> What the exercise asks
In exact form, please repeat the records from their opening line down to the line with "use crate::progress::round2;", including that line.

> Information
//! Analytics arithmetic.
//!
//! The aggregator in the service crate fetches raw counts and rows; every
//! derived figure (rates, buckets, difficulty, averages) is computed here so
//! the rules live in one place. No database access.

use serde::{Deserialize, Serialize};

use crate::progress::round2;
use crate::types::{DbId, Timestamp};

// ---------------------------------------------------------------------------
// Constants
// ---------------------------------------------------------------------------

/// Score at or above which report (e) counts an attempt as passed.
pub const REPORT_PASS_SCORE: i32 = 60;

/// Questions with a success rate below this are candidates for "most failed".
pub const MOST_FAILED_SUCCESS_CEILING: f64 = 50.0;

/// Minimum responses before a question can be ranked as most failed.
pub const MOST_FAILED_MIN_RESPONSES: i64 = 5;

pub const MOST_FAILED_LIMIT: usize = 10;

pub const RECENT_ACTIVITY_LIMIT: usize = 3;

pub const RECENT_ATTEMPTS_LIMIT: usize = 5;

/// Rows shown in "recent" dashboard lists.
pub const DASHBOARD_RECENT_LIMIT: usize = 5;

// ---------------------------------------------------------------------------
// Rates and averages
// ---------------------------------------------------------------------------

/// `part / whole · 100` rounded to two decimals; 0 when `whole` is 0.
pub fn rate(part: i64, whole: i64) -> f64 {
    if whole <= 0 {
        return 0.0;
    }
    round2(part as f64 / whole as f64 * 100.0)
}

/// Mean of `values` rounded to two decimals, `None` when empty.
pub fn mean(values: &[f64]) -> Option<f64> {
    if values.is_empty() {
        return None;
    }
    Some(round2(values.iter().sum::<f64>() / values.len() as f64))
}

pub fn mean_score(scores: &[i32]) -> Option<f64> {
    let values: Vec<f64> = scores.iter().map(|s| f64::from(*s)).collect();
    mean(&values)
}

/// Mean of `completion − start` in hours over rows where both are set.
pub fn average_completion_hours(spans: &[(Option<Timestamp>, Option<Timestamp>)]) -> Option<f64> {
    let hours: Vec<f64> = spans
        .iter()
        .filter_map(|(start, end)| match (start, end) {
            (Some(s), Some(e)) if e >= s => Some((*e - *s).num_seconds() as f64 / 3600.0),
            _ => None,
        })
        .collect();
    mean(&hours)
}

// ---------------------------------------------------------------------------
// Completion distribution
// ---------------------------------------------------------------------------

/// Per-student completion rates bucketed into quarter ranges.
#[derive(Debug, Clone, Copy, Default, PartialEq, Eq, Serialize, Deserialize)]
pub struct CompletionBuckets {
    pub below_25: i64,
    pub from_25_to_50: i64,
    pub from_50_to_75: i64,
    pub from_75: i64,
}

impl CompletionBuckets {
    pub fn from_rates(rates: &[f64]) -> Self {
        let mut buckets = Self::default();
        for r in rates {
            buckets.add(*r);
        }
        buckets
    }

    pub fn add(&mut self, rate: f64) {
        if rate < 25.0 {
            self.below_25 += 1;
        } else if rate < 50.0 {
            self.from_25_to_50 += 1;
        } else if rate < 75.0 {
            self.from_50_to_75 += 1;
        } else {
            self.from_75 += 1;
        }
    }

    pub fn total(&self) -> i64 {
        self.below_25 + self.from_25_to_50 + self.from_50_to_75 + self.from_75
    }
}

// ---------------------------------------------------------------------------
// Difficulty
// ---------------------------------------------------------------------------

/// Estimated task difficulty derived from its completion rate.
#[derive(Debug, Clone, Copy, PartialEq, Eq, Serialize, Deserialize)]
#[serde(rename_all = "snake_case")]
pub enum Difficulty {
    High,
    Medium,
    Low,
}

impl Difficulty {
    pub fn from_completion_rate(rate: f64) -> Self {
        if rate < 50.0 {
            Self::High
        } else if rate < 80.0 {
            Self::Medium
        } else {
            Self::Low
        }
    }
}

// ---------------------------------------------------------------------------
// Question success
// ---------------------------------------------------------------------------

/// Response tallies for one question.
#[derive(Debug, Clone, PartialEq, Serialize, Deserialize)]
pub struct QuestionSuccess {
    pub question_id: DbId,
    pub quiz_id: DbId,
    pub text: String,
    pub total_responses: i64,
    pub correct_responses: i64,
    pub success_rate: f64,
}

impl QuestionSuccess {
    pub fn new(
        question_id: DbId,
        quiz_id: DbId,
        text: String,
        total_responses: i64,
        correct_responses: i64,
    ) -> Self {
        Self {
            question_id,
            quiz_id,
            text,
            total_responses,
            correct_responses,
            success_rate: rate(correct_responses, total_responses),
        }
    }
}

/// Sort ascending by success rate; ties by question id.
pub fn sort_by_success(questions: &mut [QuestionSuccess]) {
    questions.sort_by(|a, b| {
        a.success_rate
            .total_cmp(&b.success_rate)
            .then(a.question_id.cmp(&b.question_id))
    });
}

/// The hardest questions: success below 50% with enough responses, lowest first.
pub fn most_failed(questions: Vec<QuestionSuccess>) -> Vec<QuestionSuccess> {
    let mut failing: Vec<QuestionSuccess> = questions
        .into_iter()
        .filter(|q| {
            q.total_responses >= MOST_FAILED_MIN_RESPONSES
                && q.success_rate < MOST_FAILED_SUCCESS_CEILING
        })
        .collect();
    sort_by_success(&mut failing);
    failing.truncate(MOST_FAILED_LIMIT);
    failing
}

// ---------------------------------------------------------------------------
// Score summaries
// ---------------------------------------------------------------------------

/// Aggregate over a set of completed attempt scores.
#[derive(Debug, Clone, Copy, Default, PartialEq, Serialize, Deserialize)]
pub struct ScoreSummary {
    pub attempts: i64,
    pub average_score: Option<f64>,
    pub highest_score: Option<i32>,
    pub lowest_score: Option<i32>,
    pub passed: i64,
    pub failed: i64,
    pub pass_rate: f64,
}

impl ScoreSummary {
    /// Summarise `scores` using `pass_score` as the inclusive pass mark.
    pub fn from_scores(scores: &[i32], pass_score: i32) -> Self {
        let attempts = scores.len() as i64;
        let passed = scores.iter().filter(|s| **s >= pass_score).count() as i64;
        Self {
            attempts,
            average_score: mean_score(scores),
            highest_score: scores.iter().copied().max(),
            lowest_score: scores.iter().copied().min(),
            passed,
            failed: attempts - passed,
            pass_rate: rate(passed, attempts),
        }
    }
}

/// Mean number of attempts each user needed to pass a quiz.
///
/// `per_user` holds, for each user, their attempts in start order: `Some(score)`
/// for completed attempts and `None` for attempts that never scored. Users
/// who never passed are excluded.
pub fn average_attempts_to_pass(per_user: &[Vec<Option<i32>>], pass_threshold: i32) -> Option<f64> {
    let counts: Vec<f64> = per_user
        .iter()
        .filter_map(|attempts| {
            attempts
                .iter()
                .position(|s| matches!(s, Some(score) if *score >= pass_threshold))
                .map(|idx| (idx + 1) as f64)
        })
        .collect();
    mean(&counts)
}

/// Order `(key, average)` pairs by average descending, missing averages last.
pub fn sort_by_average_desc<T>(items: &mut [T], average: impl Fn(&T) -> Option<f64>) {
    items.sort_by(|a, b| {
        let (a, b) = (average(a), average(b));
        match (a, b) {
            (Some(x), Some(y)) => y.total_cmp(&x),
            (Some(_), None) => std::cmp::Ordering::Less,
            (None, Some(_)) => std::cmp::Ordering::Greater,
            (None, None) => std::cmp::Ordering::Equal,
        }
    });
}

#[cfg(test)]
mod tests {
    use chrono::{Duration, Utc};

    use super::*;

    #[test]
    fn rate_handles_zero_denominator() {
        assert_eq!(rate(3, 0), 0.0);
        assert_eq!(rate(1, 3), 33.33);
        assert_eq!(rate(2, 2), 100.0);
    }

    #[test]
    fn buckets_use_half_open_ranges() {
        let b = CompletionBuckets::from_rates(&[0.0, 24.99, 25.0, 50.0, 74.9, 75.0, 100.0]);
        assert_eq!(b.below_25, 2);
        assert_eq!(b.from_25_to_50, 1);
        assert_eq!(b.from_50_to_75, 2);
        assert_eq!(b.from_75, 2);
        assert_eq!(b.total(), 7);
    }

    #[test]
    fn difficulty_labels() {
        assert_eq!(Difficulty::from_completion_rate(49.9), Difficulty::High);
        assert_eq!(Difficulty::from_completion_rate(50.0), Difficulty::Medium);
        assert_eq!(Difficulty::from_completion_rate(79.99), Difficulty::Medium);
        assert_eq!(Difficulty::from_completion_rate(80.0), Difficulty::Low);
    }

    fn question(id: DbId, total: i64, correct: i64) -> QuestionSuccess {
        QuestionSuccess::new(id, 1, format!("Q{id}"), total, correct)
    }

    #[test]
    fn most_failed_filters_and_sorts() {
        let result = most_failed(vec![
            question(1, 10, 4), // 40%
            question(2, 4, 0),  // too few responses
            question(3, 10, 1), // 10%
            question(4, 10, 5), // exactly 50%, excluded
            question(5, 6, 2),  // 33.33%
        ]);
        let ids: Vec<DbId> = result.iter().map(|q| q.question_id).collect();
        assert_eq!(ids, vec![3, 5, 1]);
    }

    #[test]
    fn most_failed_caps_at_ten() {
        let qs = (1..=15).map(|i| question(i, 10, 0)).collect();
        assert_eq!(most_failed(qs).len(), MOST_FAILED_LIMIT);
    }

    #[test]
    fn score_summary_uses_pass_mark() {
        let s = ScoreSummary::from_scores(&[80, 59, 60, 40], REPORT_PASS_SCORE);
        assert_eq!(s.attempts, 4);
        assert_eq!(s.passed, 2);
        assert_eq!(s.failed, 2);
        assert_eq!(s.pass_rate, 50.0);
        assert_eq!(s.average_score, Some(59.75));
        assert_eq!(s.highest_score, Some(80));
        assert_eq!(s.lowest_score, Some(40));
    }

    #[test]
    fn empty_score_summary() {
        let s = ScoreSummary::from_scores(&[], REPORT_PASS_SCORE);
        assert_eq!(s, ScoreSummary::default());
    }

    #[test]
    fn attempts_to_pass_counts_up_to_first_pass() {
        let per_user = vec![
            vec![Some(80)],             // 1
            vec![Some(20), None, Some(90)], // 3
            vec![Some(10), Some(20)],   // never passed
        ];
        assert_eq!(average_attempts_to_pass(&per_user, 70), Some(2.0));
        assert_eq!(average_attempts_to_pass(&[], 70), None);
    }

    #[test]
    fn completion_hours_skip_partial_rows() {
        let start = Utc::now();
        let spans = vec![
            (Some(start), Some(start + Duration::hours(2))),
            (Some(start), Some(start + Duration::hours(4))),
            (Some(start), None),
            (None, Some(start)),
        ];
        assert_eq!(average_completion_hours(&spans), Some(3.0));
    }

    #[test]
    fn average_sort_puts_missing_last() {
        let mut items = vec![(1, None), (2, Some(50.0)), (3, Some(90.0))];
        sort_by_average_desc(&mut items, |(_, avg)| *avg);
        let keys: Vec<i32> = items.iter().map(|(k, _)| *k).collect();
        assert_eq!(keys, vec![3, 2, 1]);
    }
}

> Answer box
//! Analytics arithmetic.
//!
//! The aggregator in the service crate fetches raw counts and rows; every
//! derived figure (rates, buckets, difficulty, averages) is computed here so
//! the rules live in one place. No database access.

use serde::{Deserialize, Serialize};

use crate::progress::round2;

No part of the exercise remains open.